======== RECORDS FOR THIS TASK
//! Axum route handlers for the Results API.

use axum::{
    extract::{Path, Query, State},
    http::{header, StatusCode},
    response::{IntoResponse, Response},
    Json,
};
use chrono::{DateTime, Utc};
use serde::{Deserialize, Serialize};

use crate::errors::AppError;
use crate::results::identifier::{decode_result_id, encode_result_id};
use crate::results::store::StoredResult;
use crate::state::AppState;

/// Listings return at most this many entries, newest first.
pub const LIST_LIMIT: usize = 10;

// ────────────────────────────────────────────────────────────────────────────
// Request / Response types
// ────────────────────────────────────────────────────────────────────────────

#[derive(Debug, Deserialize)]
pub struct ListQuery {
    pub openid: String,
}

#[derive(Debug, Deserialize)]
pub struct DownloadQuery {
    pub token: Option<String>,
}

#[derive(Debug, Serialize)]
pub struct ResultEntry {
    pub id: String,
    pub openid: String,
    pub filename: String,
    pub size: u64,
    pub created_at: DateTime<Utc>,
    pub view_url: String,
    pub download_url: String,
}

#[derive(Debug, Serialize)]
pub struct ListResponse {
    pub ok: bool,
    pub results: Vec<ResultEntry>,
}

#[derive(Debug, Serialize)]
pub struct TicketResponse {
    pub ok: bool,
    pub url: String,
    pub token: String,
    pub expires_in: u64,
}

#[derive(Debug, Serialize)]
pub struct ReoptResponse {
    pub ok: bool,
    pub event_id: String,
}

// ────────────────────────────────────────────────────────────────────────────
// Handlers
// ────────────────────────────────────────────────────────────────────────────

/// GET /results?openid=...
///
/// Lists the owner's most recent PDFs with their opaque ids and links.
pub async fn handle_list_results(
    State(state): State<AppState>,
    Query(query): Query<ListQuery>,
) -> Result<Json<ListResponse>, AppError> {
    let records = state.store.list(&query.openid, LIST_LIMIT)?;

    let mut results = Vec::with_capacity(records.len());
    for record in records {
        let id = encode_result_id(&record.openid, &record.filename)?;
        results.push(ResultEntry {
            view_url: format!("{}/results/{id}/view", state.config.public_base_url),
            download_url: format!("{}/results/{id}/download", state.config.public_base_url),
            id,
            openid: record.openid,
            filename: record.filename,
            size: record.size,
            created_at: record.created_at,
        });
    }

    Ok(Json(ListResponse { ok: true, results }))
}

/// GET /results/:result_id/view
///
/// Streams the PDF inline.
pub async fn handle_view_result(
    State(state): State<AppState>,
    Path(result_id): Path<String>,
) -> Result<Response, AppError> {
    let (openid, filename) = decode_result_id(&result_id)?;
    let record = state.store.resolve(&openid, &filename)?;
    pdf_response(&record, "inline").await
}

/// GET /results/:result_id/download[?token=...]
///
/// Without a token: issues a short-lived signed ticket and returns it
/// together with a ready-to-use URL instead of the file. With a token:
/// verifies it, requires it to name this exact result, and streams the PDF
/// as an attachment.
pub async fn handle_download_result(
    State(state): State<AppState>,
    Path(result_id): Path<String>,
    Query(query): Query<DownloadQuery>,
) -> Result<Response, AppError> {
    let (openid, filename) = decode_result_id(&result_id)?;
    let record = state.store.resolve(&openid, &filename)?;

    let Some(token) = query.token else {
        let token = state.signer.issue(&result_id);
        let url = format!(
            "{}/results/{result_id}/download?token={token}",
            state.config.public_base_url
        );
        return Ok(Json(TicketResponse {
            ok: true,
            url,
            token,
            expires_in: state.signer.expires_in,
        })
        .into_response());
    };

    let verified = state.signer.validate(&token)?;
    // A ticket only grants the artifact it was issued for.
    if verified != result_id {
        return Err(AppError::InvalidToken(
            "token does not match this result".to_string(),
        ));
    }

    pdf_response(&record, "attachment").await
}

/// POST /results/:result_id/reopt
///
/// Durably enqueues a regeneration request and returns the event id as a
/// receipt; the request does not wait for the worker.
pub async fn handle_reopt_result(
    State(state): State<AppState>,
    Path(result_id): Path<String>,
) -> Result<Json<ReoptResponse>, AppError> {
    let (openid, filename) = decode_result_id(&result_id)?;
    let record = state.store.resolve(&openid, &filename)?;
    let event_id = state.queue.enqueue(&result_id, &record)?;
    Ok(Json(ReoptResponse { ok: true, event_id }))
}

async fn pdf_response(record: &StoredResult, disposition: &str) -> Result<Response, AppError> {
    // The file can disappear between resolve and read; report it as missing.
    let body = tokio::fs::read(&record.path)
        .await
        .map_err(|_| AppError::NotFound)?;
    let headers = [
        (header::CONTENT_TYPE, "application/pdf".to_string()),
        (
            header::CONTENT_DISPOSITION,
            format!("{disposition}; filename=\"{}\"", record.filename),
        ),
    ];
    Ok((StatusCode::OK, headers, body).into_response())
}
================
- _TASK BRIEF_
In how many lines of the records does the word "attachment" occur? Reply with the number only.

- _OUTPUT_
2